Workflow of Google Automatic Machine Learning (AutoML) Vision analysis (A) The data assortment section includes multiple layers. 1 Hz image series for 300 s after stimulation are converted to a trace of relative fluorescence intensity change. (B and C) Approximately 1,200 traces are generated per culture dish. Trace image data are assorted into 4 groups of different chemicals (B) that include 3 concentrations and 1 experimental control (C). Two biological replicates are included for each concentration. (D) Google AutoML Vision uses neural architecture search (NAS) algorithm (adapted from the study by Zoph et al., see details in STAR Methods) by identifying architecture $\mathrm{A}$ using recurrent neural network (RNN) with the probability $\mathrm{p}$. Child network with the given $\mathrm{A}$ is set for training to achieve the accuracy $\mathrm{R}$. (E and F) Structures of normal (E) and reduction (F) cells (adapted from the study by Zoph et al. Each white box (labeled h i) shows a hidden state from the previous activation and the gray oval shows the output of combining different operations for pooling using softmax function: separate (S), identity (I), and average (A). In the reduction cell, maximum (M) operator is also used for pooling. Each block results in convolutional cells by primitive operators shown in yellow and combination operations shown in green.

Figure 5

Machine learning of temporal traces of calcium activity (A) t-SNE analysis of 4,275 images of temporal trances of calcium activity from indicated groups. Some high concentration samples form clusters that are unrelated to the type of chemical. Using different settings (e.g., perplexity value: 5–500, iteration: 1000–5000) provided similar output maps. (B–G) Precision-recall curves of the best model (B, C, E, and F) and averaged confusion matrices shown as percentages (D and G) from 5-fold cross-validation.
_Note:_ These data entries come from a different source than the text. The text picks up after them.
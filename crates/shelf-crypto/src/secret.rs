/// Process-wide secret that signs session tokens.
///
/// Rotating the secret (constructing a new [`crate::TokenAuthority`] from a
/// different value) invalidates every token issued under the old one.
#[derive(Clone)]
pub struct SigningSecret(Vec<u8>);

impl SigningSecret {
    /// Length of secrets produced by [`SigningSecret::generate`].
    pub const GENERATED_LEN: usize = 32;

    /// Wrap raw secret bytes. Returns `None` for an empty secret.
    pub fn from_bytes(bytes: impl Into<Vec<u8>>) -> Option<Self> {
        let bytes = bytes.into();
        if bytes.is_empty() {
            return None;
        }
        Some(Self(bytes))
    }

    /// Wrap a configured passphrase. Returns `None` for an empty string.
    pub fn from_passphrase(passphrase: &str) -> Option<Self> {
        Self::from_bytes(passphrase.as_bytes())
    }

    /// Generate a fresh random secret.
    pub fn generate() -> Self {
        let mut bytes = vec![0u8; Self::GENERATED_LEN];
        rand::Rng::fill(&mut rand::thread_rng(), bytes.as_mut_slice());
        Self(bytes)
    }

    /// Raw secret bytes.
    pub fn as_bytes(&self) -> &[u8] {
        &self.0
    }
}

impl std::fmt::Debug for SigningSecret {
    fn fmt(&self, f: &mut std::fmt::Formatter<'_>) -> std::fmt::Result {
        write!(f, "SigningSecret(<redacted>)")
    }
}
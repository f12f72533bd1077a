//! Cryptographic primitives for Shelf.
//!
//! Provides Argon2id password hashing for stored credentials and the session
//! token authority, which issues HS256 JWTs over `{sub, iat, exp}` claims
//! signed with a process-wide secret.
//!
//! All crypto operations wrap established libraries. There is no custom cryptography.

pub mod password;
pub mod secret;
pub mod token;

pub use password::{CredentialHasher, PasswordError, PasswordPolicy};
pub use secret::SigningSecret;
pub use token::{Claims, SessionToken, TokenAuthority, TokenError, DEFAULT_TOKEN_TTL};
These were generated using AutoML Vision trained with images of temporal traces of spontaneous (B–D) and ATP-stimulated (E–G) calcium transients in NPCs exposed to each chemical at the high (or control) concentration. The numbers of image datasets of spontaneous and ATP-stimulated activities were 1,457 and 1,244, respectively. (H–J) 5-fold cross-validation of the models trained with ATP-stimulated datasets of the high, medium, and low concentrations.

Figure 6

Safety and similarity of chemical effects on NPCs predicted by machine learning (A) Safety scores predict the order of safety levels for the four tested chemicals. (B) The similarity matrix predicts the similarities between the effects of the four tested chemicals on neural functions.